> [Task] Go through the records line by line from the top and repeat each one exactly, ending with the line that contains "a linear-fit trend".

══════

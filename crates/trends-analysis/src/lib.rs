//! Statistics over search-trend interest scores.

use forecast_engine::ForecastEngine;
use insight_core::{series, stats, RawSourceRecord, SourceSummary, SourceSummarizer};
use serde_json::json;
use statrs::statistics::Statistics;

/// Steps of interest forecast attached to the trend analysis.
pub const INTEREST_FORECAST_HORIZON: usize = 12;

pub struct TrendsAnalysisEngine {
    forecaster: ForecastEngine,
    horizon: usize,
}

impl TrendsAnalysisEngine {
    pub fn new() -> Self {
        Self::with_forecaster(ForecastEngine::new(), INTEREST_FORECAST_HORIZON)
    }

    pub fn with_forecaster(forecaster: ForecastEngine, horizon: usize) -> Self {
        Self { forecaster, horizon }
    }
}

impl Default for TrendsAnalysisEngine {
    fn default() -> Self {
        Self::new()
    }
}

impl SourceSummarizer for TrendsAnalysisEngine {
    /// Mean interest, population-std volatility, and a linear-fit trend
    /// direction over the flattened interest series. Empty input yields an
    /// empty summary.
    fn summarize(&self, records: &[RawSourceRecord]) -> SourceSummary {
        let interest = series::interest_series(records);
        let mut summary = SourceSummary::new();
        if interest.is_empty() {
            return summary;
        }

        let values = interest.values();
        let trend_direction = if stats::ols_slope(values) > 0.0 {
            "increasing"
        } else {
            "decreasing"
        };
        let forecast = self.forecaster.forecast(&interest, self.horizon);

        summary.insert(
            "trend_analysis",
            json!({
                "mean_interest": values.mean(),
                "interest_volatility": values.population_std_dev(),
                "trend_direction": trend_direction,
                "interest_forecast": forecast,
            }),
        );
        summary
    }
}
//! Descriptive statistics over the finance source's exchange-rate records.

use insight_core::{series, RawSourceRecord, SourceSummary, SourceSummarizer};
use serde_json::json;
use statrs::statistics::Statistics;

pub const DEFAULT_PAIR_KEY: &str = "exchange_USD_JPY";

pub struct FinanceAnalysisEngine {
    pair_key: String,
}

impl FinanceAnalysisEngine {
    pub fn new() -> Self {
        Self::with_pair(DEFAULT_PAIR_KEY)
    }

    /// Analyze a different currency pair (key as it appears in the raw
    /// records, e.g. `exchange_EUR_USD`).
    pub fn with_pair(pair_key: impl Into<String>) -> Self {
        Self {
            pair_key: pair_key.into(),
        }
    }
}

impl Default for FinanceAnalysisEngine {
    fn default() -> Self {
        Self::new()
    }
}

impl SourceSummarizer for FinanceAnalysisEngine {
    /// Mean, population standard deviation, two-point trend label, and
    /// volatility ratio of the extracted rate series. An empty series
    /// yields an empty summary; a zero mean omits the volatility ratio
    /// instead of dividing by zero.
    fn summarize(&self, records: &[RawSourceRecord]) -> SourceSummary {
        let rates = series::exchange_rate_series(records, &self.pair_key);
        let mut summary = SourceSummary::new();
        if rates.is_empty() {
            return summary;
        }

        let values = rates.values();
        let mean_rate = values.mean();
        let std_rate = values.population_std_dev();

        // Two-point comparison by design: equality classifies as
        // "decreasing". The guards above make first/last infallible.
        let trend = if rates.last() > rates.first() {
            "increasing"
        } else {
            "decreasing"
        };

        let mut analysis = json!({
            "mean_rate": mean_rate,
            "std_rate": std_rate,
            "trend": trend,
        });
        if mean_rate != 0.0 {
            analysis["volatility"] = json!(std_rate / mean_rate);
        }

        summary.insert("exchange_rate_analysis", analysis);
        summary
    }
}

══════

> [The completed task]
filename crates/trends-analysis/src/lib.rs
//! Statistics over search-trend interest scores.

use forecast_engine::ForecastEngine;
use insight_core::{series, stats, RawSourceRecord, SourceSummary, SourceSummarizer};
use serde_json::json;
use statrs::statistics::Statistics;

/// Steps of interest forecast attached to the trend analysis.
pub const INTEREST_FORECAST_HORIZON: usize = 12;

pub struct TrendsAnalysisEngine {
    forecaster: ForecastEngine,
    horizon: usize,
}

impl TrendsAnalysisEngine {
    pub fn new() -> Self {
        Self::with_forecaster(ForecastEngine::new(), INTEREST_FORECAST_HORIZON)
    }

    pub fn with_forecaster(forecaster: ForecastEngine, horizon: usize) -> Self {
        Self { forecaster, horizon }
    }
}

impl Default for TrendsAnalysisEngine {
    fn default() -> Self {
        Self::new()
    }
}

impl SourceSummarizer for TrendsAnalysisEngine {
    /// Mean interest, population-std volatility, and a linear-fit trend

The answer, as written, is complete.